(Stored items)
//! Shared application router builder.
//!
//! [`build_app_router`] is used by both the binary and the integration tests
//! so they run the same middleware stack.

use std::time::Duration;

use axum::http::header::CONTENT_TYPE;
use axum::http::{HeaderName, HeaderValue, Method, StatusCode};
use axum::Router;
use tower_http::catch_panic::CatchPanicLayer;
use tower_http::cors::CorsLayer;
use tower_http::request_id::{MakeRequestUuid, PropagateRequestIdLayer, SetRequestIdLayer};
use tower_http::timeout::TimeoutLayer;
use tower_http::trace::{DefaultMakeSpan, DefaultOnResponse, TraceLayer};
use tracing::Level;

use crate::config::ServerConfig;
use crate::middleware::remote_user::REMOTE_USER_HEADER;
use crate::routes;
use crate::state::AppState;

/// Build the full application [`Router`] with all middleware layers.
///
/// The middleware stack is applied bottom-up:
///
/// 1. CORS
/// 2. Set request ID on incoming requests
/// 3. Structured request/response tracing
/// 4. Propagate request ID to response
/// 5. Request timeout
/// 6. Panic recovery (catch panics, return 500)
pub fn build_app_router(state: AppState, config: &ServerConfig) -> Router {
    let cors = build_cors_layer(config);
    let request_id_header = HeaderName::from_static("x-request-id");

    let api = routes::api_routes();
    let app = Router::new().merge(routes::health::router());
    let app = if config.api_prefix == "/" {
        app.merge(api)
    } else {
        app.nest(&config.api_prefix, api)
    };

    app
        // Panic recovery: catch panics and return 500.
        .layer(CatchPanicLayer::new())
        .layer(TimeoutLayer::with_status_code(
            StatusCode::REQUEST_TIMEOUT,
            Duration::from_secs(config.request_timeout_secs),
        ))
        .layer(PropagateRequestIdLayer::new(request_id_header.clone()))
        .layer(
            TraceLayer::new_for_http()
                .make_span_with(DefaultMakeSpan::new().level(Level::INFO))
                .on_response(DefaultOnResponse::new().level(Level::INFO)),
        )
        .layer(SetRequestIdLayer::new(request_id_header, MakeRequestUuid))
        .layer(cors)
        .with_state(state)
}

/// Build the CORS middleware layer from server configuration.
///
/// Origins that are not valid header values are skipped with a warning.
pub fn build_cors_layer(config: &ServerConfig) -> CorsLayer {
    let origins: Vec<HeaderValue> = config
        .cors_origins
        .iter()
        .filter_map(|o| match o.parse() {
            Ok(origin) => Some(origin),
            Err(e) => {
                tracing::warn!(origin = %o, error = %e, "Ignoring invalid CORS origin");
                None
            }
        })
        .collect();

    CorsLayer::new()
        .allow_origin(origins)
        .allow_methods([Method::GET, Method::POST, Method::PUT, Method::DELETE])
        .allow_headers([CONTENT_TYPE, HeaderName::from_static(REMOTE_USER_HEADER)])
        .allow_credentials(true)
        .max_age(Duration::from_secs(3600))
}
==
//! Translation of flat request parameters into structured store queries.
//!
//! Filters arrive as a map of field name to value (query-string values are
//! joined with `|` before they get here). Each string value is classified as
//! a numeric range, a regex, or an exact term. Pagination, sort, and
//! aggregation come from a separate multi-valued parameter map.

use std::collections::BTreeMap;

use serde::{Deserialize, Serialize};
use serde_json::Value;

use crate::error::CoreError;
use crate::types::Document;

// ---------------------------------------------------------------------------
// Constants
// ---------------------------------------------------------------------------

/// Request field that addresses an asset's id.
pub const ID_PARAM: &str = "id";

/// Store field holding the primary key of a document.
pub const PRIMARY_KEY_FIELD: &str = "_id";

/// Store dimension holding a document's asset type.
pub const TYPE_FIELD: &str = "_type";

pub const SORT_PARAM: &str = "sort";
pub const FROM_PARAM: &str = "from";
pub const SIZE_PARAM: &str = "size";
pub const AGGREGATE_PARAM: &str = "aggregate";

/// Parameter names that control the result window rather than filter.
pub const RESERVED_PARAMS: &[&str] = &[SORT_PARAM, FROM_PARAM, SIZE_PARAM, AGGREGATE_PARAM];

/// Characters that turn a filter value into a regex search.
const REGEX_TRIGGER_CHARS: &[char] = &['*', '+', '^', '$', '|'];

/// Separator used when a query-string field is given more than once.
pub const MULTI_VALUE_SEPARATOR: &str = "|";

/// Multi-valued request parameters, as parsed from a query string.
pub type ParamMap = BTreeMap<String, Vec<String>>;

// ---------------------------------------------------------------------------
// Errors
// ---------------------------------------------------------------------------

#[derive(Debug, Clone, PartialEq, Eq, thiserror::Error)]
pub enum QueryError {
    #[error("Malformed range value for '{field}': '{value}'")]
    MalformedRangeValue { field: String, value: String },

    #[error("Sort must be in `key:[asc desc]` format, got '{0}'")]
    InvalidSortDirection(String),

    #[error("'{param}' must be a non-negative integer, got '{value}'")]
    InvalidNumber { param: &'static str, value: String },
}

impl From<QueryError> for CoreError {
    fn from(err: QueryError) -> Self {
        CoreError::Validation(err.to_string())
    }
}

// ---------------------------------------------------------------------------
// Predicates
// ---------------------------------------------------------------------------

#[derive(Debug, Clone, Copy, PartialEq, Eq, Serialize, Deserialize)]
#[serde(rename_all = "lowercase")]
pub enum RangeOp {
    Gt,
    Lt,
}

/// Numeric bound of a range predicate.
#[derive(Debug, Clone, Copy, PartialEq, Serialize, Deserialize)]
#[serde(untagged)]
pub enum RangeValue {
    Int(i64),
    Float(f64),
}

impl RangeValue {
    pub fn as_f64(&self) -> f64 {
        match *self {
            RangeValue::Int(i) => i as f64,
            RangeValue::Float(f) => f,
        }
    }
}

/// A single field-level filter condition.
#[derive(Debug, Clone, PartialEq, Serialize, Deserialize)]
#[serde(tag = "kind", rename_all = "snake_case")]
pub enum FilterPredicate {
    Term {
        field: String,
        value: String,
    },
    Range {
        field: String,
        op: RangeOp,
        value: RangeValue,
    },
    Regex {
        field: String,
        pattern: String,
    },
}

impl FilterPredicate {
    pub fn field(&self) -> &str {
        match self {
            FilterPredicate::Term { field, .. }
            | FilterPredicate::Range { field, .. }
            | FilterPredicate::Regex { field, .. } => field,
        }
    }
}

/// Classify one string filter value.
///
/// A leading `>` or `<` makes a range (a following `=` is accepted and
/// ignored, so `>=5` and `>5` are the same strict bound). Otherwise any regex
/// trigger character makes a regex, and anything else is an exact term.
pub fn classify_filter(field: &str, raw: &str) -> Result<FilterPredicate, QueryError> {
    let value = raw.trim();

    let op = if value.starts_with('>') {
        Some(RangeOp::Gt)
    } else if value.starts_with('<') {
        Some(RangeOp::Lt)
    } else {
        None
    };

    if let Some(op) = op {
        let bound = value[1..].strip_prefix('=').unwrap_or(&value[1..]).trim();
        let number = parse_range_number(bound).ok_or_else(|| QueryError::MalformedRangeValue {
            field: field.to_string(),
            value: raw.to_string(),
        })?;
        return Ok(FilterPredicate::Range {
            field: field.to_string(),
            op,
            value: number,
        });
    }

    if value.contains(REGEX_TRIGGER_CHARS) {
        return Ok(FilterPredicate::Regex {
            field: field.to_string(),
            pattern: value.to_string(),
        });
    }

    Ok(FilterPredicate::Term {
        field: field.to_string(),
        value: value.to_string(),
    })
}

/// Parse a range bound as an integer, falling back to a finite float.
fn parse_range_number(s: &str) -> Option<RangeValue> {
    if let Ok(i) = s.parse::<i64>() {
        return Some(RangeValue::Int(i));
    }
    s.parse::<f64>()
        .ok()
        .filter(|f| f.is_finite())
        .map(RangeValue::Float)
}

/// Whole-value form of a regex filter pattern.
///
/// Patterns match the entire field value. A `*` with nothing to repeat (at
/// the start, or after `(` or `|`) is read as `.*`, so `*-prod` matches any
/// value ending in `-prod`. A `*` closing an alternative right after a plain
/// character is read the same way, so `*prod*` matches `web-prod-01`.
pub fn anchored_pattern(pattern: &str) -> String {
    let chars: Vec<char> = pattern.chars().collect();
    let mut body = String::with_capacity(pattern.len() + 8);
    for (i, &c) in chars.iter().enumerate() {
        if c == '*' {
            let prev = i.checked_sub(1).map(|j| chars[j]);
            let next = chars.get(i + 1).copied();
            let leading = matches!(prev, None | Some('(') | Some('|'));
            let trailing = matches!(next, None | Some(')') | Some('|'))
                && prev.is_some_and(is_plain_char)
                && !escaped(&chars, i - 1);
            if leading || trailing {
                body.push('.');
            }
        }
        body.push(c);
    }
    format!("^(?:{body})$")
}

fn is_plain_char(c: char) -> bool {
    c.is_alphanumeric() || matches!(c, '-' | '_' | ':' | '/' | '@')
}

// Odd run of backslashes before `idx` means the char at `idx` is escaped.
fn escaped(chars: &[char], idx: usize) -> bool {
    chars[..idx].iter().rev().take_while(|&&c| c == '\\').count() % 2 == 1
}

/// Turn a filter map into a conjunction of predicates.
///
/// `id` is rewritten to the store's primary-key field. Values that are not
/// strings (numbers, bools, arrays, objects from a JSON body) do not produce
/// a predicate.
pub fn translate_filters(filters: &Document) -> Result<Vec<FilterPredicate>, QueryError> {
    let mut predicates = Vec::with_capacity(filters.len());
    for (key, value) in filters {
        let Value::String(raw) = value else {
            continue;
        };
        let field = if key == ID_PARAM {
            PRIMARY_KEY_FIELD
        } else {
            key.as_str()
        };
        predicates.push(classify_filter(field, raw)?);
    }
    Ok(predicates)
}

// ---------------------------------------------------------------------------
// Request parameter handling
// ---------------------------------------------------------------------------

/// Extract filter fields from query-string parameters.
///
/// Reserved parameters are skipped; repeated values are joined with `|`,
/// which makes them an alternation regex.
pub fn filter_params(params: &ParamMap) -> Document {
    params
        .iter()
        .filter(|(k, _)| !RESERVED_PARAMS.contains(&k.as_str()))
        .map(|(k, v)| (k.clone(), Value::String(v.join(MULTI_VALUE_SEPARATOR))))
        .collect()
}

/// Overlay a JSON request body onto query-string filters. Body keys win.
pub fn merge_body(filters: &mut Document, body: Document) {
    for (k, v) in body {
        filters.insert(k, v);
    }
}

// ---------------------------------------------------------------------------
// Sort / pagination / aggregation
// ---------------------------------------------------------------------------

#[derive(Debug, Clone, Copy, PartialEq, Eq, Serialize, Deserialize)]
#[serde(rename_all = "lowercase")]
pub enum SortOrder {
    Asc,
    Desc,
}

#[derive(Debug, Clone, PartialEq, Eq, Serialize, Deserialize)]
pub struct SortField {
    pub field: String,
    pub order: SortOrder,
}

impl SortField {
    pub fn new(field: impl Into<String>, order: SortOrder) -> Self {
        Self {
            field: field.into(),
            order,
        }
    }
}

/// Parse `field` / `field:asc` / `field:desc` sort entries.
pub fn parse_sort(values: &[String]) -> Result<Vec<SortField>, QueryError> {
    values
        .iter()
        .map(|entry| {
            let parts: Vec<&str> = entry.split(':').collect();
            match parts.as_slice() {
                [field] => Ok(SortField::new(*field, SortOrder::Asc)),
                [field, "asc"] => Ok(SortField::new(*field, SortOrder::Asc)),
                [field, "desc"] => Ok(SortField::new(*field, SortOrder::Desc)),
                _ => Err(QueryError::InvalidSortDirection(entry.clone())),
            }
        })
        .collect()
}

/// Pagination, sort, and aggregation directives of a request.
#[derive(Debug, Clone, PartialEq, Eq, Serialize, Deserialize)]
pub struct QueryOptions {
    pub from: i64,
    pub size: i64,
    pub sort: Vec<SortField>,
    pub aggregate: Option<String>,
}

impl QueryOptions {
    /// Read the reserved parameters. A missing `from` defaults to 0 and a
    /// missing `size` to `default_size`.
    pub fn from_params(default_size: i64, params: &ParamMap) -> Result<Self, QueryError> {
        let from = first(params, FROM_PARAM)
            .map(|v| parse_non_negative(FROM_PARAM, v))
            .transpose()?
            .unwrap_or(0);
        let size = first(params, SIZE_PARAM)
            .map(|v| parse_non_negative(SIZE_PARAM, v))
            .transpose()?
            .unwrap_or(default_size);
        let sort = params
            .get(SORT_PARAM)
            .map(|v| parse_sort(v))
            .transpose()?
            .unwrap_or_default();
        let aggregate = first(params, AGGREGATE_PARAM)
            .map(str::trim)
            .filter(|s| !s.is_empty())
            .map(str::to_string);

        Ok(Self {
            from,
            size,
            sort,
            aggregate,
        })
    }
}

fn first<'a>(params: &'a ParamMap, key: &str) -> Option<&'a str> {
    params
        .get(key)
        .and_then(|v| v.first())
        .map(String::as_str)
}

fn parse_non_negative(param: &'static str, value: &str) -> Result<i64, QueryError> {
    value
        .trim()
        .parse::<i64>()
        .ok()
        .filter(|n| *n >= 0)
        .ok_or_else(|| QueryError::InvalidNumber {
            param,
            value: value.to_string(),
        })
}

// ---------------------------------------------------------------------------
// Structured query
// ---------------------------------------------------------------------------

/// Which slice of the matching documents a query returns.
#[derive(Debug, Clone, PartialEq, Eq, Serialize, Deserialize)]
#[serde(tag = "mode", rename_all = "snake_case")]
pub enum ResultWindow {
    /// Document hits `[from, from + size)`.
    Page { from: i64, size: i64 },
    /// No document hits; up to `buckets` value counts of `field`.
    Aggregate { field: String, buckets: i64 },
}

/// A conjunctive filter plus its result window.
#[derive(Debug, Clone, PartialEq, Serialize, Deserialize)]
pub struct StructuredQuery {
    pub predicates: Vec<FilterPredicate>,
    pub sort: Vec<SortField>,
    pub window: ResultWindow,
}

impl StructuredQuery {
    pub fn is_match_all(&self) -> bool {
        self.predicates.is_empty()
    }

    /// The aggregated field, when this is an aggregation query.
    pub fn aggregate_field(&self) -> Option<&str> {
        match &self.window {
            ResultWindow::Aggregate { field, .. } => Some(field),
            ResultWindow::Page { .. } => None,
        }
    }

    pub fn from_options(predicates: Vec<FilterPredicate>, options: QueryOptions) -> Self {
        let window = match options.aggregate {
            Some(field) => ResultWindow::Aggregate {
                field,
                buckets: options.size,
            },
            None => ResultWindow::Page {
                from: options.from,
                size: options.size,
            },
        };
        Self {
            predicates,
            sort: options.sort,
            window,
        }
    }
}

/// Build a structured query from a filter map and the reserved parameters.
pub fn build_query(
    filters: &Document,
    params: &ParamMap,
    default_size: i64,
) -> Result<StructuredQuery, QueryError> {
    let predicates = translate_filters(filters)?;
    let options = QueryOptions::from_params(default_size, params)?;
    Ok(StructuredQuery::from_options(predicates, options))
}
...
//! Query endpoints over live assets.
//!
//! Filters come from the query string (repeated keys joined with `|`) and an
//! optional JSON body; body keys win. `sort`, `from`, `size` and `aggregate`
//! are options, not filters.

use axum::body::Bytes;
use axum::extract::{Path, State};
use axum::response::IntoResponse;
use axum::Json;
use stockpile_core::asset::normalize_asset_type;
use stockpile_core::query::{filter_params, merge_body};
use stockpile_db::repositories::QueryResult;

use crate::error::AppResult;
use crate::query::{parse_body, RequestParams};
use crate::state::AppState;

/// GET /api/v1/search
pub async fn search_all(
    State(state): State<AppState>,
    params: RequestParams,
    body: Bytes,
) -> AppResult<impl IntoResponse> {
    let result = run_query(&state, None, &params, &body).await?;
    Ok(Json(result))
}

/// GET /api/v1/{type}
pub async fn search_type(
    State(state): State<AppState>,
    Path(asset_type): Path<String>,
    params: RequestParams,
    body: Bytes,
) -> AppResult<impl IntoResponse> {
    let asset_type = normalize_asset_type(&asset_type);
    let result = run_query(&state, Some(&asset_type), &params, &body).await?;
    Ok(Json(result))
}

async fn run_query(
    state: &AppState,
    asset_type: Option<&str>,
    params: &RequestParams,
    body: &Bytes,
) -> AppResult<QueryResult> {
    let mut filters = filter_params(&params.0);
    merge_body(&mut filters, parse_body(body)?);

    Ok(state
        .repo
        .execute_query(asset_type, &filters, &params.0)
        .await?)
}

▶ About this exercise: Where the data above reaches the line holding "s.parse::<f64>()", begin printing, and stop after the line holding "pub fn translate_filters(filters: &Document)". Each line must be reproduced exactly, with nothing else added.

▶ Answer:
    s.parse::<f64>()
        .ok()
        .filter(|f| f.is_finite())
        .map(RangeValue::Float)
}

/// Whole-value form of a regex filter pattern.
///
/// Patterns match the entire field value. A `*` with nothing to repeat (at
/// the start, or after `(` or `|`) is read as `.*`, so `*-prod` matches any
/// value ending in `-prod`. A `*` closing an alternative right after a plain
/// character is read the same way, so `*prod*` matches `web-prod-01`.
pub fn anchored_pattern(pattern: &str) -> String {
    let chars: Vec<char> = pattern.chars().collect();
    let mut body = String::with_capacity(pattern.len() + 8);
    for (i, &c) in chars.iter().enumerate() {
        if c == '*' {
            let prev = i.checked_sub(1).map(|j| chars[j]);
            let next = chars.get(i + 1).copied();
            let leading = matches!(prev, None | Some('(') | Some('|'));
            let trailing = matches!(next, None | Some(')') | Some('|'))
                && prev.is_some_and(is_plain_char)
                && !escaped(&chars, i - 1);
            if leading || trailing {
                body.push('.');
            }
        }
        body.push(c);
    }
    format!("^(?:{body})$")
}

fn is_plain_char(c: char) -> bool {
    c.is_alphanumeric() || matches!(c, '-' | '_' | ':' | '/' | '@')
}

// Odd run of backslashes before `idx` means the char at `idx` is escaped.
fn escaped(chars: &[char], idx: usize) -> bool {
    chars[..idx].iter().rev().take_while(|&&c| c == '\\').count() % 2 == 1
}

/// Turn a filter map into a conjunction of predicates.
///
/// `id` is rewritten to the store's primary-key field. Values that are not
/// strings (numbers, bools, arrays, objects from a JSON body) do not produce
/// a predicate.
pub fn translate_filters(filters: &Document) -> Result<Vec<FilterPredicate>, QueryError> {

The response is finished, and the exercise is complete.